Presidential Decree No. 243, issued on July 12, 1973, created a "body
corporate and politic" to be known as the Philippine Veterans Investment
Development Corporation (PHIVIDEC) vested with authority to engage in
"commercial, industrial, mining, agricultural and other enterprises" among
other powers and "to allow the full and continued employment of the
productive capabilities of and investment of the veterans and retirees of
the Armed Forces of the Philippines." On August 13, 1974, Presidential
Decree No. 538 was promulgated to create the PHIVIDEC Industrial
Authority (PIA), a subsidiary of PHIVIDEC, to carry out the government
policy "to encourage, promote and sustain the economic and social growth
of the country and that the establishment of professionalized management
of well-planned industrial areas shall further this objective." Under Sec. 3
of P.D. No. 538, the first area for development shall be located in the
municipalities of Tagoloan and Villanueva. This area forms part of the
PHIVIDEC Industrial Estate Misamis Oriental (PIE-MO).
As manager of PIE-MO, PIA granted the Ferrochrome Philippines, Inc. (FPI)
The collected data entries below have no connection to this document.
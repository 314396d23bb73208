pub mod simulator;
#[cfg(feature = "pi")]
pub mod spi;

use anyhow::Error;

use crate::color::{Color, ColorOrder};

/// In-memory image of the strip. Pixels are stored in wire order, so whatever
/// reads them out (SPI encoder, simulator mirror) can ship them as-is.
pub struct PixelBuffer {
    pixels: Vec<Color>,
}

impl PixelBuffer {
    pub fn new(led_count: usize) -> Self {
        PixelBuffer {
            pixels: vec![Color::OFF; led_count],
        }
    }

    pub fn len(&self) -> usize {
        self.pixels.len()
    }

    pub fn is_empty(&self) -> bool {
        self.pixels.is_empty()
    }

    /// Write one pixel, remapped to wire order. Out-of-range indices are
    /// dropped silently; sweep animations run their index off both ends of
    /// the strip while turning around.
    pub fn set_pixel(&mut self, index: usize, color: Color, order: ColorOrder) {
        if let Some(pixel) = self.pixels.get_mut(index) {
            *pixel = color.reorder(order);
        }
    }

    /// Set every pixel to the same raw value, no reordering.
    pub fn fill(&mut self, color: Color) {
        self.pixels.fill(color);
    }

    pub fn clear(&mut self) {
        self.fill(Color::OFF);
    }

    pub fn pixels(&self) -> &[Color] {
        &self.pixels
    }
}

/// A sink the animations draw into. Two implementations: the WS2812 strip on
/// the SPI bus, and the in-memory simulator that mirrors state to the web UI.
pub trait LedDevice: Send {
    /// The buffer animations write into before presenting.
    fn image(&mut self) -> &mut PixelBuffer;

    /// Flush the buffer to the sink.
    fn update(&mut self) -> Result<(), Error>;
}

#[cfg(test)]
mod tests {
    use super::*;

    #[test]
    fn set_pixel_applies_wire_order() {
        let mut buffer = PixelBuffer::new(3);
        buffer.set_pixel(1, Color::rgb(10, 20, 30), ColorOrder::Grb);
        assert_eq!(buffer.pixels()[1], Color::rgb(20, 10, 30));
        assert_eq!(buffer.pixels()[0], Color::OFF);
    }

    #[test]
    fn out_of_range_writes_are_dropped() {
        let mut buffer = PixelBuffer::new(4);
        buffer.set_pixel(4, Color::rgb(255, 0, 0), ColorOrder::Rgb);
        buffer.set_pixel(usize::MAX, Color::rgb(255, 0, 0), ColorOrder::Rgb);
        assert!(buffer.pixels().iter().all(|p| *p == Color::OFF));
    }

    #[test]
    fn fill_and_clear() {
        let mut buffer = PixelBuffer::new(2);
        buffer.fill(Color::rgb(5, 6, 7));
        assert_eq!(buffer.pixels(), &[Color::rgb(5, 6, 7); 2]);
        buffer.clear();
        assert_eq!(buffer.pixels(), &[Color::OFF; 2]);
    }
}
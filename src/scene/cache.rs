use std::collections::HashMap;
use std::sync::Arc;
use std::time::Duration;

use tokio::sync::Mutex;
use tokio::time::Instant;
use tracing::debug;

use crate::scene::{Scene, SceneStore};

/// Resolved scenes keyed by name, so repeated triggers of the same scene skip
/// the store. Entries fall out after sitting idle past the ttl (sliding, the
/// clock restarts on every hit); mutations drop entries explicitly through
/// `invalidate` before they apply.
pub struct SceneCache {
    store: Arc<SceneStore>,
    ttl: Duration,
    entries: Mutex<HashMap<String, CachedScene>>,
}

struct CachedScene {
    scene: Arc<Scene>,
    last_used: Instant,
}

impl SceneCache {
    pub fn new(store: Arc<SceneStore>, ttl: Duration) -> Self {
        SceneCache {
            store,
            ttl,
            entries: Mutex::new(HashMap::new()),
        }
    }

    /// Cached aggregate on a hit; otherwise one eager load from the store.
    /// Unknown names are not cached.
    pub async fn resolve(&self, name: &str) -> Option<Arc<Scene>> {
        let mut entries = self.entries.lock().await;

        if let Some(entry) = entries.get_mut(name) {
            if entry.last_used.elapsed() < self.ttl {
                entry.last_used = Instant::now();
                return Some(entry.scene.clone());
            }
            debug!("scene {:?} expired from cache", name);
            entries.remove(name);
        }

        let scene = Arc::new(self.store.by_name(name).await?);
        entries.insert(
            name.to_string(),
            CachedScene {
                scene: scene.clone(),
                last_used: Instant::now(),
            },
        );
        Some(scene)
    }

    pub async fn invalidate(&self, name: &str) {
        self.entries.lock().await.remove(name);
    }
}

#[cfg(test)]
mod tests {
    use super::*;
    use crate::scene::{Frame, SceneError};

    async fn seeded(name: &str, ttl: Duration) -> (Arc<SceneStore>, SceneCache) {
        let path = std::env::temp_dir().join(format!(
            "stairlight-cache-{}-{}.json",
            name,
            std::process::id()
        ));
        let _ = std::fs::remove_file(&path);
        let store = Arc::new(SceneStore::load(path, 10).unwrap());
        store.create("steps").await.unwrap();
        let cache = SceneCache::new(store.clone(), ttl);
        (store, cache)
    }

    fn frame(order_nr: u32) -> Frame {
        Frame {
            order_nr,
            wait_till_next_frame: 50,
            leds: Vec::new(),
        }
    }

    #[tokio::test]
    async fn hit_serves_the_cached_aggregate() -> Result<(), SceneError> {
        let (store, cache) = seeded("hit", Duration::from_secs(3600)).await;
        let first = cache.resolve("steps").await.unwrap();
        assert!(first.frames.is_empty());

        // Mutating the store without invalidating must not show up yet.
        store.add_frame(first.id, frame(1)).await?;
        let second = cache.resolve("steps").await.unwrap();
        assert!(second.frames.is_empty());
        assert!(Arc::ptr_eq(&first, &second));
        Ok(())
    }

    #[tokio::test]
    async fn invalidate_forces_one_fresh_load() -> Result<(), SceneError> {
        let (store, cache) = seeded("inval", Duration::from_secs(3600)).await;
        let stale = cache.resolve("steps").await.unwrap();
        store.add_frame(stale.id, frame(1)).await?;

        cache.invalidate("steps").await;
        let fresh = cache.resolve("steps").await.unwrap();
        assert_eq!(fresh.frames.len(), 1);

        // No mutation since: the same aggregate comes straight back.
        let again = cache.resolve("steps").await.unwrap();
        assert!(Arc::ptr_eq(&fresh, &again));
        Ok(())
    }

    #[tokio::test(start_paused = true)]
    async fn idle_entries_expire() -> Result<(), SceneError> {
        let (store, cache) = seeded("expire", Duration::from_millis(100)).await;
        let stale = cache.resolve("steps").await.unwrap();
        store.add_frame(stale.id, frame(1)).await?;

        tokio::time::sleep(Duration::from_millis(150)).await;
        let fresh = cache.resolve("steps").await.unwrap();
        assert_eq!(fresh.frames.len(), 1);
        Ok(())
    }

    #[tokio::test(start_paused = true)]
    async fn expiry_window_slides_on_every_hit() -> Result<(), SceneError> {
        let (store, cache) = seeded("slide", Duration::from_millis(100)).await;
        let stale = cache.resolve("steps").await.unwrap();
        store.add_frame(stale.id, frame(1)).await?;

        // Touch inside the window, then sit past the original deadline.
        tokio::time::sleep(Duration::from_millis(70)).await;
        cache.resolve("steps").await.unwrap();
        tokio::time::sleep(Duration::from_millis(70)).await;

        // 140ms since insert but only 70ms since the touch: still cached.
        let cached = cache.resolve("steps").await.unwrap();
        assert!(cached.frames.is_empty());
        Ok(())
    }

    #[tokio::test]
    async fn unknown_names_resolve_to_none() {
        let (_store, cache) = seeded("miss", Duration::from_secs(3600)).await;
        assert!(cache.resolve("nothing-here").await.is_none());
    }
}
pub mod color;
pub mod config;
pub mod play;
pub mod preview;
pub mod scene;
pub mod server;
pub mod strip;

pub mod prelude {
    pub use crate::{color::*, config::*, play::*, preview::*, scene::*, server::*, strip::*};

    pub use crate::play::runner::*;
    pub use crate::scene::cache::*;
    pub use crate::strip::simulator::*;
}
and Metal Alloys Corporation (MAC) authority to operate in its area of
development. On July 6, 1979, PIA granted CEPALCO a temporary
authority to retail electric power to the industries operating within the PIEMO. The Agreement executed by PIA and CEPALCO authorized CEPALCO
"to operate, administer, construct and distribute electric power within the
PHIVIDEC Industrial Estate, Misamis Oriental, such authority to be coextensive with the territorial jurisdiction of PHIVIDEC Industrial Estate, as
defined in Sec. 3 of P.D. No. 538 and shall be for a period of five (5) years,
renewable for another five (5) years at the option of CEPALCO." The
parties provided further that:
9. At the end of the fifth year, or at the end of the 10th year,
should this Agreement be thus renewed, PIA has the option to take
over the operation of the electric service and acquire by purchase
CEPALCO's assets within PIE-MO. This option shall be
communicated to CEPALCO in writing at least 24 months before
the date of acquisition of assets and takeover of operation by PIA.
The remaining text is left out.